Collected data
==============================
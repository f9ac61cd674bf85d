#[cfg(not(feature = "std"))]
fn main() {}

#[cfg(feature = "std")]
use std::path::PathBuf;
#[cfg(feature = "std")]
use std::sync::{Arc, Mutex};

#[cfg(feature = "std")]
use anyhow::Context;
#[cfg(feature = "std")]
use clap::{Parser, Subcommand};
#[cfg(feature = "std")]
use log::info;
#[cfg(feature = "std")]
use seabattle::{
    cli::{describe_tally, run_interactive},
    init_logging, FileStore, GameSession, ResultStore, COMPUTER_TURN_DELAY_MS,
};
#[cfg(feature = "std")]
use tokio::time::Duration;

#[derive(Parser)]
#[command(author, version, about = "Sea battle against the computer", long_about = None)]
#[cfg(feature = "std")]
struct Cli {
    #[command(subcommand)]
    command: Commands,
}

#[derive(Subcommand)]
#[cfg(feature = "std")]
enum Commands {
    /// Play an interactive game in the terminal.
    Play {
        #[arg(long, help = "Fix RNG seed for reproducible games (e.g., --seed 12345)")]
        seed: Option<u64>,
        #[arg(long, default_value = "seabattle.stats", help = "File holding the win/loss record")]
        stats_file: PathBuf,
        #[arg(long, default_value_t = COMPUTER_TURN_DELAY_MS, help = "Pause before each computer shot")]
        delay_ms: u64,
    },
    /// Show the win/loss record.
    Stats {
        #[arg(long, default_value = "seabattle.stats")]
        stats_file: PathBuf,
        #[arg(long, help = "Erase all recorded results")]
        clear: bool,
    },
}

#[cfg(feature = "std")]
#[tokio::main]
async fn main() -> anyhow::Result<()> {
    init_logging();
    let cli = Cli::parse();

    match cli.command {
        Commands::Play {
            seed,
            stats_file,
            delay_ms,
        } => {
            let store = FileStore::open(&stats_file)?;
            if let Some(s) = seed {
                println!("Using fixed seed: {} (game will be reproducible)", s);
            }
            let session = match seed {
                Some(s) => GameSession::seeded(s, Box::new(store)),
                None => GameSession::from_entropy(Box::new(store)),
            }
            .map_err(|e| anyhow::anyhow!(e))
            .context("setting up the computer fleet")?;
            info!("results go to {}", stats_file.display());
            run_interactive(Arc::new(Mutex::new(session)), Duration::from_millis(delay_ms)).await?;
        }
        Commands::Stats { stats_file, clear } => {
            let mut store = FileStore::open(&stats_file)?;
            if clear {
                store
                    .clear()
                    .map_err(|e| anyhow::anyhow!(e))
                    .with_context(|| format!("clearing {}", stats_file.display()))?;
                println!("Cleared {}", stats_file.display());
            }
            println!("{}", describe_tally(&store.tally()));
        }
    }
    Ok(())
}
==============================
**WHAT IS REQUIRED:**
Every line above that holds the string "Duration" should be copied into the answer.

**OUTPUT BELOW:**
use tokio::time::Duration;
            run_interactive(Arc::new(Mutex::new(session)), Duration::from_millis(delay_ms)).await?;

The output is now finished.